Russia To Disclose Plans For Next-Generation Spacecraft
The Russian space agency is set to announce development plans on Monday for a next-generation manned spacecraft.
Roscosmos is expected to name the ship’s primary developer, which has competed to win government money for the project. The new spacecraft should become operational towards the end of the next decade, and will replace the esteemed Soyuz capsule, the three-seat craft that has carried Russian cosmonauts into orbit for some forty years.
Although Roscosmos has not publicly disclosed details about the upcoming announcement, it has quietly released its requirements for a future manned transport system to the nation’s space industry.
As a result, some hints about the ship’s likely design and its possible missions have been revealed. For instance, the new spacecraft, currently known only by the acronym PPTS, for Prospective Piloted Transport System, would be capable of reaching low-Earth orbit or entering orbit around the Moon.
In disclosing the technical specifications for the proposed spacecraft, Russia has also given a glimpse of its future space program.
The Earth-orbiting version of the spacecraft would weigh 12 ton, carry a crew of six in addition to 500kg of cargo. Its lunar version would weigh 16.5 tons, have four seats and be able to deliver and return 100 kg of cargo. The unmanned cargo version of the spacecraft would be required to carry 2,000kg or more into orbit around the Earth, and return at least 500kg back to the surface.
Roscosmos has reserved the option of a reusable crew module, on the assumption that a cone-shaped capsule could fly as many as 10 missions during its 15-year lifespan.
Although the most capable version of the ship seeks to support lunar missions, “intermediate” configurations aim to complete a variety of other tasks. For instance, Roscosmos wants the future developer to assess the possibility of sending the spacecraft into high-inclination orbits extending towards the poles, a place typically occupied only by Earth-observation and spy satellites.
When in Earth’s orbit, the requirements call for the new ship to be able to fly 30-day-long autonomous missions. It must also be able to stay no less than a year in space when docked at the International Space Station, or to a possible future Russian space station.
The Soyuz spacecrafts currently serve as “lifeboats” for the International Space Station, but have to be replaced every six months because of potential deterioration of some of the ship’s systems.
In addition to docking to the International Space Station, the new ship must be able to service unmanned vehicles in space and remove pieces of space junk from their orbits. It must also be able to conduct unspecified military tasks.
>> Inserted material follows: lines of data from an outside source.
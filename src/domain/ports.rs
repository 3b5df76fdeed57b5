use crate::domain::model::{AsyncJobRecord, JobState, SendOutcome};
use crate::utils::error::{Result, SendFailure};
use async_trait::async_trait;
use std::time::Duration;

/// 實際發送一則簡訊的外部機制
#[async_trait]
pub trait SenderGateway: Send + Sync {
    async fn send(&self, destination: &str, message: &str) -> std::result::Result<(), SendFailure>;
}

/// 非同步工作的狀態儲存
pub trait JobStore: Send + Sync {
    fn create(&self) -> String;
    fn transition(&self, job_id: &str, state: JobState, outcome: Option<SendOutcome>) -> Result<()>;
    fn get(&self, job_id: &str) -> Result<AsyncJobRecord>;
    fn len(&self) -> usize;

    fn is_empty(&self) -> bool {
        self.len() == 0
    }
}

pub trait ConfigProvider: Send + Sync {
    fn bind_address(&self) -> String;
    fn pool_size(&self) -> usize;
    fn default_batch_workers(&self) -> usize;
    fn queue_depth(&self) -> usize;
    fn send_timeout(&self) -> Duration;
    fn send_command(&self) -> &str;
    fn send_args(&self) -> &[String];
}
The ship’s lunar version would be capable of flying 200 days or more in space when docked to a space station in orbit around the Moon.
A number or Russian media reports have pointed to recent studies examining the possibility of a lunar orbital station, or LOS. Such a station might also serve as a hub for lunar modules, which could deliver crews from lunar orbit to the Moon’s surface.
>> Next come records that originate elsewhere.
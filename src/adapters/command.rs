use crate::domain::ports::SenderGateway;
use crate::utils::error::SendFailure;
use async_trait::async_trait;
use std::process::Stdio;
use tokio::process::Command;

pub const DEFAULT_SEND_COMMAND: &str = "termux-sms-send";

/// 透過外部指令發送簡訊：`<command> <args...> <destination> <message>`
#[derive(Debug, Clone)]
pub struct CommandGateway {
    program: String,
    args: Vec<String>,
}

impl CommandGateway {
    pub fn new(program: impl Into<String>, args: Vec<String>) -> Self {
        Self {
            program: program.into(),
            args,
        }
    }

    pub fn termux() -> Self {
        Self::new(DEFAULT_SEND_COMMAND, vec!["-n".to_string()])
    }

    fn build(&self, destination: &str, message: &str) -> Command {
        let mut command = Command::new(&self.program);
        command
            .args(&self.args)
            .arg(destination)
            .arg(message)
            .stdin(Stdio::null())
            .stdout(Stdio::piped())
            .stderr(Stdio::piped())
            // 逾時時 future 會被丟棄，子行程也要跟著結束
            .kill_on_drop(true);
        command
    }
}

impl Default for CommandGateway {
    fn default() -> Self {
        Self::termux()
    }
}

#[async_trait]
impl SenderGateway for CommandGateway {
    async fn send(&self, destination: &str, message: &str) -> Result<(), SendFailure> {
        let output = self.build(destination, message).output().await?;

        if output.status.success() {
            return Ok(());
        }

        let stderr = String::from_utf8_lossy(&output.stderr).trim().to_string();
        tracing::debug!(program = %self.program, status = %output.status, stderr = %stderr, "Send command failed");
        Err(SendFailure::CommandFailed {
            status: output.status.to_string(),
            stderr,
        })
    }
}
The 200-day mission requirement likely gives some evidence about Russia’s plans to ultimately construct a permanently occupied lunar outpost, similar to NASA’s lunar base developed as part of its Constellation initiative.
Aleksei Krasnov, who leads the manned space flight directorate at Roscosmos, said recently during an interview with the ITAR-TASS news agency that the future spacecraft could be the “core” technology for a future mission to Mars.
Krasnov’s remarks were likely in reference to the role the spacecraft might play as a delivery and return vehicle for the large complex that would be necessary to conduct a manned mission on the Red Planet.
In recent years, Russia and Europe considered the possibility of jointly developing a next-generation vehicle together, but the two sides could not reach a final agreement on the project. Europe will now separately pursue upgrading its robotic ATV space freighter to a manned ship, with help from some Russian technology.
According to a BBC News report last month, Roscosmos has already completed a tender for a new rocket to carry the future manned spacecrafts into space. And while the agency has postponed the announcement of the winner until after April 6, a BBC report cited many unofficial sources familiar with the matter who said that Samara-based TsSKB Progress would lead the development.
The launch vehicle is believed to feature a three-booster first-stage, with each booster having powerful RD-180 engines, burning a mix of kerosene and liquid oxygen.
The second stage will likely use a pair of RD-0124 engines, the same currently in use on the Soyuz-2 rocket.
Since both stages of the future launcher would be equipped with the newest existing power plants, the costs and risk to the overall initiative will be reduced significantly.
By the time the new Russian spacecraft would enter into service, around 2018, the Soyuz family will have spent more than half a century in service.